§ Task statement: Every line below between the line holding "repository 8db8dda097e90ceb" and the line holding "use super::engine::ReplicationError;", inclusive, should be repeated exactly, and all other lines omitted.

§ Excerpted records:
"""
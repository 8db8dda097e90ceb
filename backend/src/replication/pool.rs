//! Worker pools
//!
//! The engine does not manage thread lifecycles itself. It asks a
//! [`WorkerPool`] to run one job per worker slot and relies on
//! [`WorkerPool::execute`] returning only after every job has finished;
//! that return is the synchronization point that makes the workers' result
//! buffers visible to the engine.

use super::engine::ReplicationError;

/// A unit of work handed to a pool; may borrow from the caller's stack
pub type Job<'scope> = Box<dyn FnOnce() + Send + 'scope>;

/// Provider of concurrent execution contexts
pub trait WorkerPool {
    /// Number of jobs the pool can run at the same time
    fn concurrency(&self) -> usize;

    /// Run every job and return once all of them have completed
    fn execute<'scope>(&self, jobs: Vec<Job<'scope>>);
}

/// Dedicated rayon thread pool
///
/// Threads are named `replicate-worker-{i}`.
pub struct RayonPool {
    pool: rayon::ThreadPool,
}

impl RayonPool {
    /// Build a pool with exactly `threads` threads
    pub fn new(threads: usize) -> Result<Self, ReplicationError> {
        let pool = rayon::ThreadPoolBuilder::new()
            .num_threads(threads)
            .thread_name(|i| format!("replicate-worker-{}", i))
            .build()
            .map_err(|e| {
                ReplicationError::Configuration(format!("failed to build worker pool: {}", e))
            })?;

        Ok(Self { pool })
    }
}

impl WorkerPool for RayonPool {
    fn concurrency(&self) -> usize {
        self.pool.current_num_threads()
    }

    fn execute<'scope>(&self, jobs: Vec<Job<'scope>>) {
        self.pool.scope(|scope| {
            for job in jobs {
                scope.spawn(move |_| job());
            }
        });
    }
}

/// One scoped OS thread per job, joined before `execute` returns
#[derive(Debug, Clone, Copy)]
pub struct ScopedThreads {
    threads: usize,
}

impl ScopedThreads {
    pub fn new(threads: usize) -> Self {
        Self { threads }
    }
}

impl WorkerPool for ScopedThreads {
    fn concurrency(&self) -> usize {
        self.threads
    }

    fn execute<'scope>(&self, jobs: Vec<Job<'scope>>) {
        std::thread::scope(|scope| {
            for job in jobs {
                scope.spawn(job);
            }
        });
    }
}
"""
"""
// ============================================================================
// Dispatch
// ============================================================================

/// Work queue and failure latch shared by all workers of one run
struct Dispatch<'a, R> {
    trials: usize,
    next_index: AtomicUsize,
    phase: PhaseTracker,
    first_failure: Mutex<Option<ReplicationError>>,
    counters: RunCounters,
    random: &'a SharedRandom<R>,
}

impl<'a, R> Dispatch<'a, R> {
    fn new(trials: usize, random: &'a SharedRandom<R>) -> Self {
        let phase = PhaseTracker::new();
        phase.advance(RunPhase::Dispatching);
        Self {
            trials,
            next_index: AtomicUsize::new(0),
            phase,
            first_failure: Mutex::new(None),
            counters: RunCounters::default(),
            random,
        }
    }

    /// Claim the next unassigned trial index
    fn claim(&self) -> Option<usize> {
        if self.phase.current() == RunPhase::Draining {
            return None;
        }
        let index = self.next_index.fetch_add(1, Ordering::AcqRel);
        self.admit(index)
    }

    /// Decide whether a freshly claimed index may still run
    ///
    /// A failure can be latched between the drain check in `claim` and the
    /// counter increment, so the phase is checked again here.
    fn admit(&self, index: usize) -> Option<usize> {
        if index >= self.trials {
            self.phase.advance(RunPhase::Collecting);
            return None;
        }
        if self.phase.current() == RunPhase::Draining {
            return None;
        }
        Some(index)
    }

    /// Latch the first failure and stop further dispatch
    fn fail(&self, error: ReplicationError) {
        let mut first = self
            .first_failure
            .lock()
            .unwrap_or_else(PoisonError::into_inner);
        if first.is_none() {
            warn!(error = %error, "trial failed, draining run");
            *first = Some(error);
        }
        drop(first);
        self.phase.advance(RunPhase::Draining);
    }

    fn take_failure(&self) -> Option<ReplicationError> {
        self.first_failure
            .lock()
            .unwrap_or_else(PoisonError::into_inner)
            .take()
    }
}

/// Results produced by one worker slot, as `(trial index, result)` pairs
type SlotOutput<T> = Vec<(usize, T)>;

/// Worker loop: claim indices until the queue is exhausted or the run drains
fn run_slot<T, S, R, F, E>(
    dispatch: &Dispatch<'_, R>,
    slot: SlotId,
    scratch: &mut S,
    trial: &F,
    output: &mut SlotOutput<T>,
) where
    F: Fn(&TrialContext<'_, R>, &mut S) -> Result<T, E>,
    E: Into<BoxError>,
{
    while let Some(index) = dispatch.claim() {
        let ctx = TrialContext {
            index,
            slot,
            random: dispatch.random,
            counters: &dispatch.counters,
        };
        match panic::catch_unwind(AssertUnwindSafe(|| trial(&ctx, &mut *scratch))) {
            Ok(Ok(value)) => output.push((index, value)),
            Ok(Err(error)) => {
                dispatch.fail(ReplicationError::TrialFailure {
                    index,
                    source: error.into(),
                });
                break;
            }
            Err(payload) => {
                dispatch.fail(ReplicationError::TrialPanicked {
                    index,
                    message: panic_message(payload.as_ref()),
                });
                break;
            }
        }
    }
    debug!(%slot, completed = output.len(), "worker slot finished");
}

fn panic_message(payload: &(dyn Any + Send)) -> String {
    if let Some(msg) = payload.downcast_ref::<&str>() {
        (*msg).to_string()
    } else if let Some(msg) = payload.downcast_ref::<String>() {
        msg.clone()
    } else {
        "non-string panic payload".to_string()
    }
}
"""
§ Exercise result:
repository 8db8dda097e90ceb
filename backend/src/replication/pool.rs
//! Worker pools
//!
//! The engine does not manage thread lifecycles itself. It asks a
//! [`WorkerPool`] to run one job per worker slot and relies on
//! [`WorkerPool::execute`] returning only after every job has finished;
//! that return is the synchronization point that makes the workers' result
//! buffers visible to the engine.

use super::engine::ReplicationError;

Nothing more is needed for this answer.